(Data extracts)

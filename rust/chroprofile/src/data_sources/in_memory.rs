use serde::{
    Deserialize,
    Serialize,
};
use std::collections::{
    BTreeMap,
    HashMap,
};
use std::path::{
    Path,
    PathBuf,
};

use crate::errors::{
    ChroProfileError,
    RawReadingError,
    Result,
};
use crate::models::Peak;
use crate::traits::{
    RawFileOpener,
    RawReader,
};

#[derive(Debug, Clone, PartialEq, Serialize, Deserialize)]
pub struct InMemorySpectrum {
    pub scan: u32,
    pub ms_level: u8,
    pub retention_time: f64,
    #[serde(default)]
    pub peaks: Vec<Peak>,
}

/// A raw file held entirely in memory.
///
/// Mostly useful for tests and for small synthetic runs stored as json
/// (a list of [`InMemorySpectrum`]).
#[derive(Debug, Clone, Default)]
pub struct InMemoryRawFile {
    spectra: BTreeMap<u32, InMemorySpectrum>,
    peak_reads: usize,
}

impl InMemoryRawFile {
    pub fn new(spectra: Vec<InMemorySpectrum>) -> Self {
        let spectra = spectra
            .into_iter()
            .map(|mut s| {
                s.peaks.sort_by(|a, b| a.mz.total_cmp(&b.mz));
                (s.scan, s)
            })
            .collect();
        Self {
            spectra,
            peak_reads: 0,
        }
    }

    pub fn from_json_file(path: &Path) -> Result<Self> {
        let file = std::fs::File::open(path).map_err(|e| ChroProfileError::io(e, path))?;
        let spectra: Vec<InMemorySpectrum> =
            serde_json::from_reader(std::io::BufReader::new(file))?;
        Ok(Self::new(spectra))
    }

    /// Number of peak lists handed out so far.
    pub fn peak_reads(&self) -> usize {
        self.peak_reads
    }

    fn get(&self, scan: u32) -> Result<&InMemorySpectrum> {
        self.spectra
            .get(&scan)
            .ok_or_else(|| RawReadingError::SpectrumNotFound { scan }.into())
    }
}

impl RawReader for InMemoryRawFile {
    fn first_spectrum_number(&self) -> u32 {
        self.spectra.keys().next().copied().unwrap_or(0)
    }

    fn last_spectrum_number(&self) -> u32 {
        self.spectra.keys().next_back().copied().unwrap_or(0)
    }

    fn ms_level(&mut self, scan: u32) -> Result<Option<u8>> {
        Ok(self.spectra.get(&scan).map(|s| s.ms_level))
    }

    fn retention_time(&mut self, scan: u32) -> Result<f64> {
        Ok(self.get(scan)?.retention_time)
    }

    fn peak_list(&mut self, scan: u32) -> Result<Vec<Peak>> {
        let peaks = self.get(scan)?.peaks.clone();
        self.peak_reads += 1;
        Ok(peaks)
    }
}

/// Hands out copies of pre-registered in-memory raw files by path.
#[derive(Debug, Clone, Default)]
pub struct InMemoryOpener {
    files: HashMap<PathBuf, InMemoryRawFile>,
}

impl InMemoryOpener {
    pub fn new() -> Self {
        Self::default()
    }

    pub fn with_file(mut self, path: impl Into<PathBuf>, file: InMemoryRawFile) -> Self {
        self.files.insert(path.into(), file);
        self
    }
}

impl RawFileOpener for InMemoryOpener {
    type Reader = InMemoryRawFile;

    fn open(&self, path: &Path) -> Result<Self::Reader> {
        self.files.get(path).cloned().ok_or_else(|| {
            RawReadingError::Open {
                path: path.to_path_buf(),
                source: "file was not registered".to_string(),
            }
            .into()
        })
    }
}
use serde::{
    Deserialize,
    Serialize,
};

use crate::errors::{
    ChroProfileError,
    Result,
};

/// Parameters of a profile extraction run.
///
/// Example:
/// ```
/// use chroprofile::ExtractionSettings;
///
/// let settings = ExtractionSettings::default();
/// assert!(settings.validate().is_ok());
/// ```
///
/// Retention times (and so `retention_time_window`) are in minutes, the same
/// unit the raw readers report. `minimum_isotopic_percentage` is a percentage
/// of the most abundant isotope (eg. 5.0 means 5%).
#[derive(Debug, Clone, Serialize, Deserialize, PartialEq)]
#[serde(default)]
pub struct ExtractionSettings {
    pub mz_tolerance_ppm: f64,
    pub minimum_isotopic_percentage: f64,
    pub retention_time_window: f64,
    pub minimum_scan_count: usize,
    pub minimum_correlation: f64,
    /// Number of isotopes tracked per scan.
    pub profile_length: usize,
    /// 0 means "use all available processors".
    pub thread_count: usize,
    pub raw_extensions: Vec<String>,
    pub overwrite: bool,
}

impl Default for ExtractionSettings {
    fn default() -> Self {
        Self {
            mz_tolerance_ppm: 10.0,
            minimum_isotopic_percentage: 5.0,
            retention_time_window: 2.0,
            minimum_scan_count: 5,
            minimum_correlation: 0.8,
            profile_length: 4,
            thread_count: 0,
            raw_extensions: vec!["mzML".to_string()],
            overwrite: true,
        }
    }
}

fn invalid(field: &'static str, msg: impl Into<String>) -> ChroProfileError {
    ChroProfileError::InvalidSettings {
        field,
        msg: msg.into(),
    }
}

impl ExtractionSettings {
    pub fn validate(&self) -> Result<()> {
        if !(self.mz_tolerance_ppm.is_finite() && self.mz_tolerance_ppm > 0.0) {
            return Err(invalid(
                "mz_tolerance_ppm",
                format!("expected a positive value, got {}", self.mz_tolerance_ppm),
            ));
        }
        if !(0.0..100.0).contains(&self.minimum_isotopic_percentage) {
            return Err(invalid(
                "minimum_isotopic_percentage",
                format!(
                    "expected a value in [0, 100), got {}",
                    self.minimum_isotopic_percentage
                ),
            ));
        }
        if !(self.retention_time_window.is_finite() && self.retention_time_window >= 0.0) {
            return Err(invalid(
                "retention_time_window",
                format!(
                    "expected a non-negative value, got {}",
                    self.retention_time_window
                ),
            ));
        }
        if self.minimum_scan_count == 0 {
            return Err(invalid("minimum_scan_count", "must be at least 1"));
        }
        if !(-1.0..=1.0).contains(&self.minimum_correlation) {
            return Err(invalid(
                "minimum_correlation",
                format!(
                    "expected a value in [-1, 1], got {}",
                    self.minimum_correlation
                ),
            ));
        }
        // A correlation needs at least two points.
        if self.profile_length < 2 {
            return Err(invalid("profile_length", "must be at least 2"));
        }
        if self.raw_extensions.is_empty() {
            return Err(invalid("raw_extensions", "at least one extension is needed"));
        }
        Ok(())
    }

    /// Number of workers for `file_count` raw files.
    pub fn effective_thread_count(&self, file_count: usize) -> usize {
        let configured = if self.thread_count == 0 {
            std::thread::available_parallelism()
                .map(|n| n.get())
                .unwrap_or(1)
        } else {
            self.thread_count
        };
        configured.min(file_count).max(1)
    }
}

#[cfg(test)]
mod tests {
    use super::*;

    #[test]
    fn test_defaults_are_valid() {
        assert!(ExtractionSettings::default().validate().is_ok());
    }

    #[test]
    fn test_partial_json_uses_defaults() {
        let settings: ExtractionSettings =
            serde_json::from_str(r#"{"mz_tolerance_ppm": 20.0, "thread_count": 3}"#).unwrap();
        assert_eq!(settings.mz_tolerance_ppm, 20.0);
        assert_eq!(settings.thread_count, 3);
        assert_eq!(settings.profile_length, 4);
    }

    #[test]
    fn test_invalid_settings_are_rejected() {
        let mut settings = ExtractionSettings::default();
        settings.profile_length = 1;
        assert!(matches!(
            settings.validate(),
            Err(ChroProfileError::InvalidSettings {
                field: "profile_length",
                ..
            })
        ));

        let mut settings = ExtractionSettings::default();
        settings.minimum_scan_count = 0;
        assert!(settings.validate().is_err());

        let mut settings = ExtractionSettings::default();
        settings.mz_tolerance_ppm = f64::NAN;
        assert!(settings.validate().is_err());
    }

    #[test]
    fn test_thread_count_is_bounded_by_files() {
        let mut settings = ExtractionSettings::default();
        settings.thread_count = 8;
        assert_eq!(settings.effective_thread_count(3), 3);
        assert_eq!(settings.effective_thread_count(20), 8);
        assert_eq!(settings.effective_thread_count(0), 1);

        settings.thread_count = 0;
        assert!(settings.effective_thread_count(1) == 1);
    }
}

(End Data extracts)

▸ Your goal: Retype exactly the lines above, from the one with "Ok(self.spectra.get(&scan).map(|s| s.ms_level))" through the one with "minutes, the same", inclusive.

▸ Exercise answer:
        Ok(self.spectra.get(&scan).map(|s| s.ms_level))
    }

    fn retention_time(&mut self, scan: u32) -> Result<f64> {
        Ok(self.get(scan)?.retention_time)
    }

    fn peak_list(&mut self, scan: u32) -> Result<Vec<Peak>> {
        let peaks = self.get(scan)?.peaks.clone();
        self.peak_reads += 1;
        Ok(peaks)
    }
}

/// Hands out copies of pre-registered in-memory raw files by path.
#[derive(Debug, Clone, Default)]
pub struct InMemoryOpener {
    files: HashMap<PathBuf, InMemoryRawFile>,
}

impl InMemoryOpener {
    pub fn new() -> Self {
        Self::default()
    }

    pub fn with_file(mut self, path: impl Into<PathBuf>, file: InMemoryRawFile) -> Self {
        self.files.insert(path.into(), file);
        self
    }
}

impl RawFileOpener for InMemoryOpener {
    type Reader = InMemoryRawFile;

    fn open(&self, path: &Path) -> Result<Self::Reader> {
        self.files.get(path).cloned().ok_or_else(|| {
            RawReadingError::Open {
                path: path.to_path_buf(),
                source: "file was not registered".to_string(),
            }
            .into()
        })
    }
}
use serde::{
    Deserialize,
    Serialize,
};

use crate::errors::{
    ChroProfileError,
    Result,
};

/// Parameters of a profile extraction run.
///
/// Example:
/// ```
/// use chroprofile::ExtractionSettings;
///
/// let settings = ExtractionSettings::default();
/// assert!(settings.validate().is_ok());
/// ```
///
/// Retention times (and so `retention_time_window`) are in minutes, the same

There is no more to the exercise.